As part of the Volcano World site, this learning object provides descriptions of plant and animal populations around the area of Mount Saint Helens before and after volcanic eruption. The Mount St. Helens? eruption presented biologists with an opportunity watch succession in action. There were research sites established before the eruption that provide quality data for comparison to the immediate after-effects and long-term change. The information is presented by the Volcano World Team and provided by the University of North Dakota. Navigation through the material provides a great tour of changes that occurred in biodiversity before, during, and after eruption. There is a clear description of the diversity of life in the area. The impact of each of the volcanic events is described and illustrated with a discussion of immediate survival. Pictures and descriptions are provided of plants and animals that were observed prior to the event as well as after certain stages such as ashfall, blowdown, debris avalanche, pyroclastic flow, and mud flow. Additional information is provided about species diversity and ecosystems after the eruption along with a good section on disturbance ecology and the impact of humans on succession.
Type of Material:
Most of the material is formatted as a data collection of pictures showing species diversity. The information can be used as a tutorial.
This is an excellent example to show succession after volcanic eruption in the classroom or as an individual assignment. Depending on the level of class,
the site could serve as a basic, simplified introduction or a more comprehensive treatment for high school and freshman college level biology.
No technical requirements other than the ability to view HTML on the Internet. Some of the links may require use of QuickTime or other suitable video player.

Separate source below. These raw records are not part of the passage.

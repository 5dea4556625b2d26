//! TOML configuration file parsing.
//!
//! Defines the structure of the configuration file with serde.

use std::collections::HashMap;
use std::path::{Path, PathBuf};

use serde::Deserialize;

use super::ConfigError;

/// Root configuration structure from TOML file.
///
/// All fields are optional to allow partial configuration
/// that can be merged with CLI arguments.
#[derive(Debug, Default, Deserialize)]
#[serde(deny_unknown_fields)]
pub struct TomlConfig {
    /// Request configuration section
    #[serde(default)]
    pub request: RequestSection,

    /// Retry schedule configuration
    #[serde(default)]
    pub retry: RetrySection,

    /// Transport configuration
    #[serde(default)]
    pub transport: TransportSection,
}

/// Request configuration section.
#[derive(Debug, Default, Deserialize)]
#[serde(deny_unknown_fields)]
pub struct RequestSection {
    /// Target URL
    pub url: Option<String>,

    /// HTTP method (default: POST)
    pub method: Option<String>,

    /// HTTP headers as key-value pairs
    #[serde(default)]
    pub headers: HashMap<String, String>,

    /// Bearer token for Authorization header
    pub bearer: Option<String>,

    /// Inline request body
    pub body: Option<String>,

    /// Path to a file holding the request body
    pub body_file: Option<PathBuf>,
}

/// Retry schedule configuration section.
#[derive(Debug, Default, Deserialize)]
#[serde(deny_unknown_fields)]
pub struct RetrySection {
    /// Delays before each retry, in seconds. An empty list disables retries.
    pub intervals: Option<Vec<u64>>,
}

/// Transport configuration section.
#[derive(Debug, Default, Deserialize)]
#[serde(deny_unknown_fields)]
pub struct TransportSection {
    /// Per-attempt timeout in seconds
    pub timeout: Option<u64>,
}

impl TomlConfig {
    /// Loads configuration from a TOML file.
    ///
    /// # Errors
    ///
    /// Returns an error if the file cannot be read or parsed.
    pub fn load(path: &Path) -> Result<Self, ConfigError> {
        let content = std::fs::read_to_string(path).map_err(|e| ConfigError::FileRead {
            path: path.to_path_buf(),
            source: e,
        })?;

        Self::parse(&content)
    }

    /// Parses configuration from a TOML string.
    ///
    /// # Errors
    ///
    /// Returns an error if the TOML is invalid.
    pub fn parse(content: &str) -> Result<Self, ConfigError> {
        toml::from_str(content).map_err(ConfigError::from)
    }
}

/// Generates a default configuration file with comments.
#[must_use]
pub fn default_config_template() -> String {
    r#"# Retriable Call Configuration File

[request]
# Target URL (required, http or https)
# url = "https://in.example.com/logs?api-version=1.0.0"

# HTTP method (default: POST, can be overridden by --method CLI flag)
# method = "POST"

# Bearer token for Authorization header
# bearer = "your-token-here"

# Request body, inline or read from a file (not both)
# body = '{"logs": []}'
# body_file = "payload.json"

# HTTP headers
# [request.headers]
# Content-Type = "application/json"

[retry]
# Delays in seconds before each retry (default: 10s, 5min, 20min)
# An empty list sends once without retrying
intervals = [10, 300, 1200]

[transport]
# Per-attempt timeout in seconds (default: 30)
timeout = 30
"#
    .to_string()
}
//! HTTP request/response types and client trait.

use super::HttpError;

/// Methods accepted when a request is described with plain strings.
const SUPPORTED_METHODS: [http::Method; 7] = [
    http::Method::GET,
    http::Method::HEAD,
    http::Method::POST,
    http::Method::PUT,
    http::Method::PATCH,
    http::Method::DELETE,
    http::Method::OPTIONS,
];

/// An HTTP request to be sent.
///
/// This is a value type that can be constructed and passed to any
/// [`HttpClient`] implementation. It uses standard `http` crate types
/// for method and headers, ensuring compatibility with the broader ecosystem.
///
/// A [`RetriableCall`](crate::call::RetriableCall) owns one of these for its
/// whole lifetime and re-sends an identical copy on every attempt.
#[derive(Debug, Clone)]
pub struct HttpRequest {
    /// HTTP method (GET, POST, PUT, DELETE, etc.)
    pub method: http::Method,
    /// Target URL
    pub url: url::Url,
    /// HTTP headers to send
    pub headers: http::HeaderMap,
    /// Optional request body
    pub body: Option<Vec<u8>>,
}

impl HttpRequest {
    /// Creates a new HTTP request with the given method and URL.
    ///
    /// Headers are initialized to an empty map and body is `None`.
    #[must_use]
    pub fn new(method: http::Method, url: url::Url) -> Self {
        Self {
            method,
            url,
            headers: http::HeaderMap::new(),
            body: None,
        }
    }

    /// Creates a GET request to the given URL.
    #[must_use]
    pub fn get(url: url::Url) -> Self {
        Self::new(http::Method::GET, url)
    }

    /// Creates a POST request to the given URL.
    #[must_use]
    pub fn post(url: url::Url) -> Self {
        Self::new(http::Method::POST, url)
    }

    /// Sets the request body.
    #[must_use]
    pub fn with_body(mut self, body: Vec<u8>) -> Self {
        self.body = Some(body);
        self
    }

    /// Adds a header to the request.
    ///
    /// If the header name already exists, the value is appended
    /// (HTTP headers can have multiple values).
    #[must_use]
    pub fn with_header(mut self, name: http::HeaderName, value: http::HeaderValue) -> Self {
        self.headers.append(name, value);
        self
    }

    /// Replaces all headers of the request.
    #[must_use]
    pub fn with_headers(mut self, headers: http::HeaderMap) -> Self {
        self.headers = headers;
        self
    }

    /// Parses an absolute `http`/`https` endpoint.
    ///
    /// # Errors
    ///
    /// Returns a human-readable reason if the string is not a URL,
    /// is relative, or uses another scheme.
    pub fn parse_url(raw: &str) -> Result<url::Url, String> {
        let url = url::Url::parse(raw).map_err(|e| e.to_string())?;
        match url.scheme() {
            "http" | "https" => Ok(url),
            other => Err(format!("unsupported scheme '{other}', expected http or https")),
        }
    }

    /// Parses a method name, case-insensitively, from the supported verb set.
    #[must_use]
    pub fn parse_method(raw: &str) -> Option<http::Method> {
        let upper = raw.trim().to_ascii_uppercase();
        SUPPORTED_METHODS
            .into_iter()
            .find(|method| method.as_str() == upper)
    }
}

/// An HTTP response received from a server.
///
/// Contains the status code, headers, and body of the response.
/// The body is fully buffered into memory.
#[derive(Debug, Clone)]
pub struct HttpResponse {
    /// HTTP status code
    pub status: http::StatusCode,
    /// Response headers
    pub headers: http::HeaderMap,
    /// Response body (fully buffered)
    pub body: Vec<u8>,
}

impl HttpResponse {
    /// Creates a new HTTP response.
    #[must_use]
    pub const fn new(status: http::StatusCode, headers: http::HeaderMap, body: Vec<u8>) -> Self {
        Self {
            status,
            headers,
            body,
        }
    }

    /// Creates a response with the given status and no headers or body.
    #[must_use]
    pub fn with_status(status: http::StatusCode) -> Self {
        Self::new(status, http::HeaderMap::new(), Vec::new())
    }

    /// Returns true if the status code indicates success (2xx).
    #[must_use]
    pub fn is_success(&self) -> bool {
        self.status.is_success()
    }

    /// Returns the body as a UTF-8 string, if valid.
    #[must_use]
    pub fn body_text(&self) -> Option<&str> {
        std::str::from_utf8(&self.body).ok()
    }
}

/// Trait for making HTTP requests.
///
/// # Design
///
/// This trait abstracts the HTTP client implementation, enabling:
/// - Dependency injection for testing with mock clients
/// - Swapping HTTP libraries without changing calling code
/// - Adding cross-cutting concerns (logging, metrics) via decorators
///
/// # Example
///
/// ```ignore
/// use retriable_call::http::{HttpClient, HttpRequest, HttpResponse, HttpError};
///
/// struct MockClient {
///     response: HttpResponse,
/// }
///
/// impl HttpClient for MockClient {
///     async fn request(&self, _req: HttpRequest) -> Result<HttpResponse, HttpError> {
///         Ok(self.response.clone())
///     }
/// }
/// ```
pub trait HttpClient: Send + Sync {
    /// Sends an HTTP request and returns the response.
    ///
    /// Any status code counts as a response; only transport failures are
    /// errors.
    ///
    /// # Errors
    ///
    /// Returns [`HttpError`] when:
    /// - Network connection fails ([`HttpError::Connection`])
    /// - Request times out ([`HttpError::Timeout`])
    /// - URL is invalid ([`HttpError::InvalidUrl`])
    fn request(
        &self,
        req: HttpRequest,
    ) -> impl std::future::Future<Output = Result<HttpResponse, HttpError>> + Send;
}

Identify Major Learning Goals:
Students will learn about species diversity before, during, and after volcanic eruption.
Target Student Population:
The general public, high school, and college students can all learn from the information presented.
Prerequisite Knowledge or Skills:
Use of web browser will be required. Some basic background knowledge about ecology will provide a better appreciation of the material.
Evaluation and Observation
Photo essay approach to pre eruption biota gives a good overview of the area
There are before and after images of each study site for comparison
The vocabulary and approach are appropriate for introductory level students
Integrates biological and physical/geologic processes and concepts
The overall approach will engage visitors' interest
Contains a short section on human disturbances to ecosystems for comparison
Good quality images that can be viewed as a group or individually
In some cases, there aren?t many examples / images of species present at individual states, although it is understood specimens were either not present or hard to find after eruption
More detailed data on research is needed for higher level courses?either on site or links
It would help to have a little more text describing the species present (along with scientific names) and how they were distributed after each stage of succession
Potential Effectiveness as a Teaching Tool
Site is sufficiently clear and on an appropriate level to be used as an illustration of succession after the topic is introduced in class
Alternatively, the site can also serve as the basis of an investigative approach
Survey of species present lends itself to good discussion of how succession progressed
Pictures of plants and animals provide an entertaining approach to the topic
Builds applied knowledge to present day understanding of succession
Organization by topics selected makes it easy to follow
A set of learning objectives would make it easier to evaluate how to integrate site material into course/lesson
It would help to include some discussion of relationships among species that survived different stages of volcanic eruption
Some mention of population size and distribution of species would be help to better understand succession
Having more detailed data available would allow higher level courses to make better use of this site
There ought to be a timeline (in months and/or years) for users who don?t understand the duration of different volcanic events
Ease of Use for Both Students and Faculty
Information is well organized and easy to navigate
Organization of the data presented clearly illustrates concepts of succession
Pages relating to effects of eruption on biota during and after eruption use consistent formatting and organization
Pictures load quickly and efficiently
No defective links were found
No major bugs in navigating through site
It might help to have some way to search the site for certain species
A roadmap of the site or more comprehensive navigation bar would help move through the material
May not be detailed enough for all users. It might help to have some way to search the site for certain species
Other Issues and Comments:
This is a great site to show how succession we learn in the classroom occurs in real life. Users will about the stages of volcanic eruption at the same time that they learn about succession. The pictures are an added plus and make learning about succession an exciting adventure. The site will be generally useful up through introductory biology. Above that level, the site will not provide sufficient detail but would serve as a basic review. The site accurately meets the needs of the target audience.